*Task to carry out*.
Beginning at the first line of the data, print each line exactly, stopping after the line that contains "use uuid::Uuid;".

Start of Provided material

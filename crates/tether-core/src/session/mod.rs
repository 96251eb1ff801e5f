//! One client connection at a time: inbound invocations are dispatched in
//! order, the model is synchronized after each one, and server-initiated
//! frames share the same outbound queue.

mod outbound;

use std::fmt::Display;
use std::sync::{Arc, Mutex, PoisonError};

use futures::{Sink, SinkExt, Stream, StreamExt};
use serde::Serialize;
use serde_json::Value;
use tokio::sync::{mpsc, watch};
use tracing::{debug, error, info, warn};
use uuid::Uuid;

use self::outbound::Outbound;
use crate::config::{ProtocolConfig, SessionConfig};
use crate::encode::{DiffEncoder, NULL_SYNC};
use crate::error::{Result, TetherError};
use crate::reflect::Reflect;
use crate::rpc::{CallMessage, Dispatcher, EventMessage, Invocation, Remote};

/// Why [`Session::serve`] returned.
#[derive(Debug, Clone, Copy, PartialEq, Eq)]
pub enum SessionEnd {
    /// The client sent the terminate operation.
    Terminated,
    /// The peer went away or [`SessionHandle::close`] was called.
    Closed,
}

/// A model root the session can synchronize without knowing its type.
trait SyncSource: Send + Sync {
    fn reset(&self);

    /// Encode and enqueue a frame. Returns whether a frame was sent.
    fn sync(&self, encoder: &DiffEncoder, outbound: &Outbound, force: bool) -> Result<bool>;
}

impl<M: Reflect> SyncSource for Mutex<M> {
    fn reset(&self) {
        let root = self.lock().unwrap_or_else(PoisonError::into_inner);
        if let Some(model) = root.node_model() {
            model.mark_new();
        }
    }

    fn sync(&self, encoder: &DiffEncoder, outbound: &Outbound, force: bool) -> Result<bool> {
        // Held until the frame is queued so frames leave in encode order.
        let root = self.lock().unwrap_or_else(PoisonError::into_inner);
        let frame = encoder.encode(Some(&*root))?;
        if !force && frame.as_ref() == NULL_SYNC {
            return Ok(false);
        }
        if let Err(e) = outbound.send(String::from_utf8_lossy(&frame).into_owned()) {
            // The frame never left, so the next client needs everything.
            if let Some(model) = root.node_model() {
                model.mark_new();
            }
            return Err(e);
        }
        Ok(true)
    }
}

struct Shared {
    id: Uuid,
    encoder: DiffEncoder,
    outbound: Outbound,
    model: Option<Arc<dyn SyncSource>>,
    close: watch::Sender<u64>,
    terminated: watch::Sender<bool>,
}

impl Shared {
    fn sync(&self, force: bool) -> Result<bool> {
        if !self.outbound.is_connected() {
            return Err(TetherError::NotConnected);
        }
        match &self.model {
            Some(model) => model.sync(&self.encoder, &self.outbound, force),
            None if force => {
                self.outbound
                    .send(String::from_utf8_lossy(NULL_SYNC).into_owned())?;
                Ok(true)
            }
            None => Ok(false),
        }
    }

    /// Synchronize and log failures. Encoding errors leave the model unsynced.
    fn sync_logged(&self, force: bool) {
        match self.sync(force) {
            Ok(_) => {}
            Err(TetherError::NotConnected) => {
                debug!("Session {}: sync skipped, not connected", self.id)
            }
            Err(e) if e.is_encoding_error() => {
                error!("Session {}: failed to encode model: {}", self.id, e)
            }
            Err(e) => warn!("Session {}: sync failed: {}", self.id, e),
        }
    }
}

/// Connection-side state for a remote object and its optional model.
pub struct Session<T: Remote> {
    dispatcher: Dispatcher<T>,
    shared: Arc<Shared>,
}

impl<T: Remote> Session<T> {
    /// A session without a synchronized model. Clients still get an initial
    /// `{"m":null}` frame.
    pub fn new(target: Arc<T>, config: SessionConfig) -> Self {
        Self::build(target, None, config)
    }

    /// A session that synchronizes `model` after every invocation.
    pub fn with_model<M: Reflect>(
        target: Arc<T>,
        model: Arc<Mutex<M>>,
        config: SessionConfig,
    ) -> Self {
        Self::build(target, Some(model as Arc<dyn SyncSource>), config)
    }

    fn build(target: Arc<T>, model: Option<Arc<dyn SyncSource>>, config: SessionConfig) -> Self {
        let (close, _) = watch::channel(0);
        let (terminated, _) = watch::channel(false);
        let shared = Shared {
            id: Uuid::new_v4(),
            encoder: DiffEncoder::new(&config),
            outbound: Outbound::new(),
            model,
            close,
            terminated,
        };
        Self {
            dispatcher: Dispatcher::new(target),
            shared: Arc::new(shared),
        }
    }

    pub fn id(&self) -> Uuid {
        self.shared.id
    }

    pub fn dispatcher(&self) -> &Dispatcher<T> {
        &self.dispatcher
    }

    pub fn handle(&self) -> SessionHandle {
        SessionHandle {
            shared: Arc::clone(&self.shared),
        }
    }

    pub fn is_connected(&self) -> bool {
        self.shared.outbound.is_connected()
    }

    /// Resolves once a client has sent the terminate operation.
    pub async fn terminated(&self) {
        let mut rx = self.shared.terminated.subscribe();
        let _ = rx.wait_for(|terminated| *terminated).await;
    }

    /// Run one connection until the peer closes it, the client terminates,
    /// or [`SessionHandle::close`] is called.
    ///
    /// Operations run on the calling task one at a time and should not block.
    pub async fn serve<S, E, K>(&self, mut stream: S, sink: K) -> Result<SessionEnd>
    where
        S: Stream<Item = std::result::Result<String, E>> + Unpin,
        E: Display,
        K: Sink<String> + Send + Unpin + 'static,
        K::Error: Display,
    {
        let (tx, rx) = mpsc::unbounded_channel();
        let connection = self.shared.outbound.attach(tx)?;
        let mut close_rx = self.shared.close.subscribe();
        info!("Session {}: client connected", self.shared.id);

        let writer = tokio::spawn(write_frames(self.shared.id, rx, sink));

        // A new client has none of the model yet.
        if let Some(model) = &self.shared.model {
            model.reset();
        }
        self.shared.sync_logged(true);

        let end = loop {
            tokio::select! {
                _ = close_rx.changed() => break SessionEnd::Closed,
                frame = stream.next() => match frame {
                    None => break SessionEnd::Closed,
                    Some(Err(e)) => {
                        warn!("Session {}: receive failed: {}", self.shared.id, e);
                        break SessionEnd::Closed;
                    }
                    Some(Ok(text)) => {
                        if let Some(end) = self.handle_frame(&text) {
                            break end;
                        }
                    }
                },
            }
        };

        self.shared.outbound.detach(connection);
        if let Err(e) = writer.await {
            warn!("Session {}: writer task failed: {}", self.shared.id, e);
        }
        info!("Session {}: client disconnected ({:?})", self.shared.id, end);
        Ok(end)
    }

    fn handle_frame(&self, text: &str) -> Option<SessionEnd> {
        let invocation: Invocation = match serde_json::from_str(text) {
            Ok(invocation) => invocation,
            Err(e) => {
                warn!("Session {}: ignoring malformed frame: {}", self.shared.id, e);
                return None;
            }
        };

        if invocation.name == ProtocolConfig::TERMINATE_OPERATION {
            info!("Session {}: client terminated", self.shared.id);
            self.shared.terminated.send_replace(true);
            return Some(SessionEnd::Terminated);
        }

        let result = self.dispatcher.dispatch(&invocation);
        self.shared.sync_logged(false);

        match serde_json::to_string(&result) {
            Ok(frame) => {
                if let Err(e) = self.shared.outbound.send(frame) {
                    debug!(
                        "Session {}: result {} not sent: {}",
                        self.shared.id, invocation.id, e
                    );
                }
            }
            Err(e) => error!("Session {}: failed to encode result: {}", self.shared.id, e),
        }
        None
    }
}

async fn write_frames<K>(id: Uuid, mut rx: mpsc::UnboundedReceiver<String>, mut sink: K)
where
    K: Sink<String> + Unpin,
    K::Error: Display,
{
    while let Some(frame) = rx.recv().await {
        if let Err(e) = sink.send(frame).await {
            warn!("Session {}: send failed: {}", id, e);
            return;
        }
    }
    if let Err(e) = sink.close().await {
        debug!("Session {}: close failed: {}", id, e);
    }
}

/// Cloneable access to a session from outside the connection task.
#[derive(Clone)]
pub struct SessionHandle {
    shared: Arc<Shared>,
}

impl SessionHandle {
    /// Push `{"ev": payload, "n": name}` to the client.
    pub fn send_event(&self, name: impl Into<String>, payload: impl Serialize) -> Result<()> {
        let message = EventMessage {
            payload: serde_json::to_value(payload)?,
            name: name.into(),
        };
        self.shared.outbound.send(serde_json::to_string(&message)?)
    }

    /// Ask the client to run one of its functions: `{"a": args, "f": function}`.
    pub fn call(&self, function: impl Into<String>, args: Vec<Value>) -> Result<()> {
        let message = CallMessage {
            args,
            function: function.into(),
        };
        self.shared.outbound.send(serde_json::to_string(&message)?)
    }

    /// Send pending model changes now instead of after the next invocation.
    /// Returns whether a frame was sent.
    pub fn sync_model(&self) -> Result<bool> {
        self.shared.sync(false)
    }

    pub fn is_connected(&self) -> bool {
        self.shared.outbound.is_connected()
    }

    /// Drop the current connection, if any.
    pub fn close(&self) {
        if self.shared.outbound.detach_any() {
            debug!("Session {}: closing connection", self.shared.id);
        }
        self.shared.close.send_modify(|generation| *generation += 1);
    }
}

impl std::fmt::Debug for SessionHandle {
    fn fmt(&self, f: &mut std::fmt::Formatter<'_>) -> std::fmt::Result {
        f.debug_struct("SessionHandle")
            .field("id", &self.shared.id)
            .field("connected", &self.is_connected())
            .finish()
    }
}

End of Provided material

*Output of the exercise*.
filename crates/tether-core/src/session/mod.rs
repository 96251eb1ff801e5f
//! One client connection at a time: inbound invocations are dispatched in
//! order, the model is synchronized after each one, and server-initiated
//! frames share the same outbound queue.

mod outbound;

use std::fmt::Display;
use std::sync::{Arc, Mutex, PoisonError};

use futures::{Sink, SinkExt, Stream, StreamExt};
use serde::Serialize;
use serde_json::Value;
use tokio::sync::{mpsc, watch};
use tracing::{debug, error, info, warn};
use uuid::Uuid;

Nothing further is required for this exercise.